The Swami, well versed in modern thought, with over forty years of preaching experience in the West in thoughtful and scholarly circles, with his profound knowledge of and insight into a wide range of Vedantic texts and their traditional interpretation, and with his capacity for lucid, precise, systematic and thorough treatment of all relevant topics, has accomplished the task of the presentation of Vedantic views in the modern rational and scientific context in an admirable manner.
Contents
Preface
Introduction
Part One: What Is Man? The Self and the Psychophysical Vehicle
Man, Real and Apparent
The Threefold Body and the Fivefold Sheath
The Mind and Its Ways: How to Wield It
Prana, the Vital Principle; Its Individual and Cosmic Aspects
Part Two: The Migratory Man – The Cycle of Birth and Rebirth and the Way Beyond
The Law of Karma and Freedom of Action
Man’s Daily Migration: Waking, Dream and Dreamless Sleep States
Death and After
How is a Man Reborn?
Part Three: Man’s Twofold Journey of Life – The Secular and the Spiritual Pursuit
Man in Quest of the Eternal
The Path of Prosperity and the Path of Supreme Good; Their Necessity
The Spiritual Outlook on Life. How it Conjoins the Two Ways
The Attainment of the Highest Good through the Performance of Duty. The Necessity for a Spiritual Outlook on Life
Excerpts
Chapter I: Man, Real and Apparent
Section 5. The key to self-mastery leading to the highest Goal
It is in association with the psychophysical organism that man lives on different levels of life. He can turn to the spiritual self within; he can also turn to the gross physical body. The more he recognizes himself as pure, free, immortal spirit, the higher he rises in the scale of life. He attains more and more wisdom, more and more strength, more and more freedom, more and more peace and joy. Man’s self-awareness is the key to his self-confidence, self-respect, and self-mastery. This is the access to the highest self-fulfillment.

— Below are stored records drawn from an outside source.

//! Configuration type definitions and defaults

use serde::{Deserialize, Serialize};

use crate::document::PLACEHOLDER;
use crate::palette::{Background, Foreground};

/// Main configuration structure
#[derive(Debug, Clone, Default, PartialEq, Serialize, Deserialize)]
pub struct Config {
    #[serde(default)]
    pub editor: EditorConfig,
    #[serde(default)]
    pub palette: PaletteConfig,
    #[serde(default)]
    pub export: ExportConfig,
}

/// Editing surface configuration
#[derive(Debug, Clone, PartialEq, Serialize, Deserialize)]
pub struct EditorConfig {
    /// Text of a fresh or reset document
    #[serde(default = "default_placeholder")]
    pub placeholder: String,
    /// Where the session between commands is kept
    #[serde(default = "default_session_file")]
    pub session_file: String,
}

pub fn default_placeholder() -> String {
    PLACEHOLDER.to_string()
}

pub fn default_session_file() -> String {
    "~/.local/share/ansifence/session.json".to_string()
}

impl Default for EditorConfig {
    fn default() -> Self {
        Self {
            placeholder: default_placeholder(),
            session_file: default_session_file(),
        }
    }
}

/// Initially selected palette entries for new sessions
#[derive(Debug, Clone, Default, PartialEq, Serialize, Deserialize)]
pub struct PaletteConfig {
    #[serde(default)]
    pub text_color: Foreground,
    #[serde(default)]
    pub background_color: Background,
}

/// Export configuration
#[derive(Debug, Clone, PartialEq, Serialize, Deserialize)]
pub struct ExportConfig {
    /// Reset the document to the placeholder after each export
    #[serde(default = "default_reset_after_export")]
    pub reset_after_export: bool,
    /// Copy every export to the clipboard without --copy
    #[serde(default)]
    pub copy_to_clipboard: bool,
}

pub fn default_reset_after_export() -> bool {
    true
}

impl Default for ExportConfig {
    fn default() -> Self {
        Self {
            reset_after_export: default_reset_after_export(),
            copy_to_clipboard: false,
        }
    }
}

Man fails to control the mind, the organs, and the body, particularly because he does not recognize himself to be distinct from them as their master. The self becomes identified with the not-self, and loses self-command. In the first place, it is to be understood that the body is the vehicle by which man can traverse the path of light or the path of darkness, the path of freedom or the path of bondage, the path of misery or the path of peace and blessedness, according to the way he directs it. This is not a prison-house to break away from. Nor is it a mass of flesh to torment, nor a pet to fondle. One should be neither antagonistic to the body nor enamored of it. It must be taken care of and used as a vehicle for the journey to life’s Goal.
Chapter VI: Man’s Daily Migration
Section 9. The homogeneity of the dreamless sleep experience. The one immutable self behind the three states
The waking experience of every individual is different and so is the dream experience. But the experience of profound dreamless sleep is alike for all. In this there is no diversity nor distinction of inside and outside. All differences are merged in homogeneous causal ajñana. In the deep sleep state, when even the ego-idea is lost, there is no difference between a saint and a sinner, between a king and a peasant, between a sage and an idiot, between a man and a woman, between a child and an adult. “In sleep what difference is there between Solomon and a fool?” is an old saying.
Sleep is the soothing balm for all agony, an unfailing restorer of tired limbs and mind. “He that sleeps feels not the toothache,” they say. But unperturbed reposeful sleep is hardly the lot of those who are of perverted nature. It is said that sound sleep is the privilege of the virtuous. “He giveth His beloved sleep.” A man’s ego-idea of “I-consciousness” is the yoke or the bond that drives him in the world. All his physical and mental incentives proceed from this. Hence it is so ordained that once in twenty-four hours a human being has to throw off the yoke to find complete rest.